2. Communicate heaps!

Communication means discussing what you want in your polyamorous relationships, and also making sure you leave room in conversations for your partner/s to discuss the same. Many people find this tricky because growing up we’re taught that if someone loves us enough they should intuitively know what we want and need. Unless your sweetheart is Severus Snape they’re probably not a mind reader, so you’ll need to tell them things.

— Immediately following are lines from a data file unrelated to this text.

//! Bridge timeouts and channel settings.

use std::time::Duration;

use serde::{Deserialize, Serialize};

/// Setting this environment variable to `1` disables the request timeout so
/// the main process can be held in a debugger without the preferences
/// process giving up.
pub const DEBUG_ENV: &str = "PAR_TERM_BRIDGE_DEBUG";

#[derive(Debug, Clone, PartialEq, Eq, Serialize, Deserialize)]
pub struct BridgeConfig {
    /// Per-call timeout on the preferences side.
    #[serde(default = "crate::defaults::request_timeout_ms")]
    pub request_timeout_ms: u64,

    /// Time allowed from spawn to a completed hello exchange.
    #[serde(default = "crate::defaults::startup_timeout_ms")]
    pub startup_timeout_ms: u64,

    /// Time the preferences process gets to exit after the channel closes.
    #[serde(default = "crate::defaults::shutdown_timeout_ms")]
    pub shutdown_timeout_ms: u64,

    #[serde(default = "crate::defaults::bool_false")]
    pub disable_timeout: bool,

    #[serde(default = "crate::defaults::bus_fd")]
    pub bus_fd: i32,
}

impl Default for BridgeConfig {
    fn default() -> Self {
        Self {
            request_timeout_ms: crate::defaults::request_timeout_ms(),
            startup_timeout_ms: crate::defaults::startup_timeout_ms(),
            shutdown_timeout_ms: crate::defaults::shutdown_timeout_ms(),
            disable_timeout: crate::defaults::bool_false(),
            bus_fd: crate::defaults::bus_fd(),
        }
    }
}

impl BridgeConfig {
    /// The per-call timeout, `None` when disabled by config or by
    /// [`DEBUG_ENV`].
    pub fn request_timeout(&self) -> Option<Duration> {
        let debug = std::env::var(DEBUG_ENV).is_ok_and(|v| v == "1");
        if self.disable_timeout || debug {
            None
        } else {
            Some(Duration::from_millis(self.request_timeout_ms))
        }
    }

    pub fn startup_timeout(&self) -> Duration {
        Duration::from_millis(self.startup_timeout_ms)
    }

    pub fn shutdown_timeout(&self) -> Duration {
        Duration::from_millis(self.shutdown_timeout_ms)
    }
}

#[cfg(test)]
mod tests {
    use super::*;

    #[test]
    fn test_missing_fields_use_defaults() {
        let config: BridgeConfig = serde_json::from_str(r#"{"request_timeout_ms": 250}"#).unwrap();
        assert_eq!(config.request_timeout_ms, 250);
        assert_eq!(config.startup_timeout_ms, 5000);
        assert_eq!(config.bus_fd, 3);
        assert!(!config.disable_timeout);
    }

    #[test]
    fn test_disable_timeout() {
        let config = BridgeConfig {
            disable_timeout: true,
            ..Default::default()
        };
        assert_eq!(config.request_timeout(), None);
        assert_eq!(config.shutdown_timeout(), Duration::from_secs(2));
    }
}
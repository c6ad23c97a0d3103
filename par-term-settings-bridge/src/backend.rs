//! The store handle settings objects are built on.
//!
//! A process picks its backend once at startup: the main process (and a
//! preferences process run standalone) uses [`DirectStore`], a preferences
//! process launched over the bridge uses [`BridgedStore`]. The handle is
//! passed explicitly to every settings object; there is no process-wide
//! default.

use std::sync::Arc;

use par_term_settings::{Permission, SchemaSource, SettingsStore, Value, ValueType, is_dir};

use crate::client::BridgedStore;
use crate::error::BridgeError;
use crate::tree::apply_write_tree;

/// In-process access to the canonical store.
#[derive(Clone)]
pub struct DirectStore {
    store: Arc<dyn SettingsStore>,
    schemas: Arc<SchemaSource>,
}

impl DirectStore {
    pub fn new(store: Arc<dyn SettingsStore>, schemas: Arc<SchemaSource>) -> Self {
        Self { store, schemas }
    }

    pub fn store(&self) -> &Arc<dyn SettingsStore> {
        &self.store
    }
}

/// Either a direct or a bridged store.
#[derive(Clone)]
pub enum SettingsBackend {
    Direct(DirectStore),
    Bridged(Arc<BridgedStore>),
}

impl SettingsBackend {
    pub fn direct(store: Arc<dyn SettingsStore>, schemas: Arc<SchemaSource>) -> Self {
        SettingsBackend::Direct(DirectStore::new(store, schemas))
    }

    pub fn is_bridged(&self) -> bool {
        matches!(self, SettingsBackend::Bridged(_))
    }

    pub async fn get_permission(&self, path: &str) -> Result<Permission, BridgeError> {
        match self {
            SettingsBackend::Direct(d) => Ok(d.store.get_permission(path)),
            SettingsBackend::Bridged(b) => b.get_permission(path).await,
        }
    }

    pub async fn get_writable(&self, key: &str) -> Result<bool, BridgeError> {
        match self {
            SettingsBackend::Direct(d) => Ok(d.store.get_writable(key)),
            SettingsBackend::Bridged(b) => b.get_writable(key).await,
        }
    }

    pub async fn read(
        &self,
        key: &str,
        expected: &ValueType,
        want_default: bool,
    ) -> Result<Option<Value>, BridgeError> {
        match self {
            SettingsBackend::Direct(d) => Ok(d.store.read(key, expected, want_default)),
            SettingsBackend::Bridged(b) => b.read(key, expected, want_default).await,
        }
    }

    pub async fn read_user_value(
        &self,
        key: &str,
        expected: &ValueType,
    ) -> Result<Option<Value>, BridgeError> {
        match self {
            SettingsBackend::Direct(d) => Ok(d.store.read_user_value(key, expected)),
            SettingsBackend::Bridged(b) => b.read_user_value(key, expected).await,
        }
    }

    pub async fn write(&self, key: &str, value: Option<Value>) -> Result<bool, BridgeError> {
        match self {
            SettingsBackend::Direct(d) => Ok(d.store.write(key, value, None)),
            SettingsBackend::Bridged(b) => b.write(key, value).await,
        }
    }

    /// See [`BridgedStore::write_tree`]; entry keys are relative to `prefix`.
    pub async fn write_tree(
        &self,
        prefix: &str,
        entries: Vec<(String, Option<Value>)>,
    ) -> Result<bool, BridgeError> {
        match self {
            SettingsBackend::Direct(d) => {
                if !is_dir(prefix) {
                    return Err(BridgeError::Protocol(format!(
                        "tree prefix '{prefix}' is not a directory"
                    )));
                }
                let entries = entries
                    .into_iter()
                    .map(|(rel, value)| (format!("{prefix}{rel}"), value))
                    .collect();
                Ok(apply_write_tree(d.store.as_ref(), &d.schemas, entries, None))
            }
            SettingsBackend::Bridged(b) => b.write_tree(prefix, entries).await,
        }
    }

    pub async fn reset(&self, key: &str) -> Result<(), BridgeError> {
        match self {
            SettingsBackend::Direct(d) => {
                d.store.reset(key, None);
                Ok(())
            }
            SettingsBackend::Bridged(b) => b.reset(key).await,
        }
    }

    pub async fn subscribe(&self, path: &str) -> Result<(), BridgeError> {
        match self {
            SettingsBackend::Direct(d) => {
                d.store.subscribe(path);
                Ok(())
            }
            SettingsBackend::Bridged(b) => b.subscribe(path).await,
        }
    }

    pub async fn unsubscribe(&self, path: &str) -> Result<(), BridgeError> {
        match self {
            SettingsBackend::Direct(d) => {
                d.store.unsubscribe(path);
                Ok(())
            }
            SettingsBackend::Bridged(b) => b.unsubscribe(path).await,
        }
    }

    pub async fn sync(&self) -> Result<(), BridgeError> {
        match self {
            SettingsBackend::Direct(d) => Ok(d.store.sync()?),
            SettingsBackend::Bridged(b) => b.sync().await,
        }
    }
}

#[cfg(test)]
mod tests {
    use super::*;
    use par_term_settings::KeyfileStore;

    fn backend() -> (Arc<KeyfileStore>, SettingsBackend) {
        let store = Arc::new(KeyfileStore::in_memory());
        let schemas = Arc::new(SchemaSource::bundled().unwrap());
        (store.clone(), SettingsBackend::direct(store, schemas))
    }

    #[tokio::test]
    async fn test_direct_write_and_read() {
        let (_, backend) = backend();
        assert!(!backend.is_bridged());
        assert!(
            backend
                .write("/org/par-term/theme", Some(Value::from("light")))
                .await
                .unwrap()
        );
        assert_eq!(
            backend
                .read("/org/par-term/theme", &ValueType::String, false)
                .await
                .unwrap(),
            Some(Value::from("light"))
        );
        backend.reset("/org/par-term/theme").await.unwrap();
        assert_eq!(
            backend
                .read("/org/par-term/theme", &ValueType::String, false)
                .await
                .unwrap(),
            None
        );
    }

    #[tokio::test]
    async fn test_direct_write_tree_erases_profile() {
        let (store, backend) = backend();
        let key = "/org/par-term/profiles:/:p1/visible-name";
        store.write(key, Some(Value::from("Work")), None);
        let ok = backend
            .write_tree("/org/par-term/profiles:/", vec![(":p1/".to_string(), None)])
            .await
            .unwrap();
        assert!(ok);
        assert_eq!(store.read(key, &ValueType::String, false), None);
    }

    #[tokio::test]
    async fn test_direct_write_tree_needs_directory_prefix() {
        let (_, backend) = backend();
        let err = backend
            .write_tree("/org/par-term/theme", vec![])
            .await
            .unwrap_err();
        assert!(matches!(err, BridgeError::Protocol(_)));
    }
}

 What you communicate about will differ depending on who you’re talking with. If you’ve just started dating someone, you might discuss boundaries and potential jealousy triggers. If you’re living with a partner, you could chat about who gets the house on date nights and what check-ins you need to keep your relationship healthy.


3. Ask for consent

 In the simplest terms, consent is asking someone before you do something. For example, maybe you’ve set a boundary with your live-in partner to seek consent before bringing a date home. Consent is especially important when it comes to intimacy and sex. Ask before touching someone, ask before doing something to another person’s body and discuss one another’s boundaries.

Consent is also important when it comes to the disclosure of information. Not everyone wants to be ‘out’ as poly to everyone. Therefore it’s a good idea to check in with your partner/s before you launch into an in-depth discussion of polyamory at Friday night drinks with your co-workers.


4. Tackle jealousy and revel in compersion

Jealousy sucks. It super sucks. And for a lot of people, polyamory brings up uncomfortable feelings and emotions. Rather than simply labelling a feeling as ‘jealousy’ and assuming the challenge of overcoming it is insurmountable, it’s important to take a look at why you’re feeling what you’re feeling. Take a look at the root of the problem and figure out how you might be able to make yourself feel more comfortable. For example, maybe your partner has started a new relationship and they’re spending a lot of time with their new datemate. You’re jealous and worried your partner will leave you. It comes back to communication. Tell your partner you need reassurance in your relationship or allocate some time to spend together so you can reconnect with one another.

Sound simple? Sometimes it’s not. Sometimes it will take more than a quick fix or it might take you a while to pinpoint the source of your angst. That’s OK. Give yourself permission to feel bad and to take your time. There’s no shame in having a good cry or treating yourself to a massage because you feel like crap. Just make sure you keep communicating with your partner/s, even if it’s just to tell them you’re still jealous but you’re working on it.

By now you might be thinking, “I’m not sure this poly gig is for me!” but let me reassure you, it’s not all about tough feelings! Have you heard of compersion? This word is sometimes described as the ‘opposite’ of jealousy and is the concept of feeling happiness when someone else experiences happiness. When my partner and his girlfriend celebrate their anniversary I can be giddy for days because seeing them happy brings me joy! To some people compersion seems logical, while to others it might seem damn near impossible. Remember that polyamory is a different experience for everybody and don’t beat yourself up if you don’t feel compersion.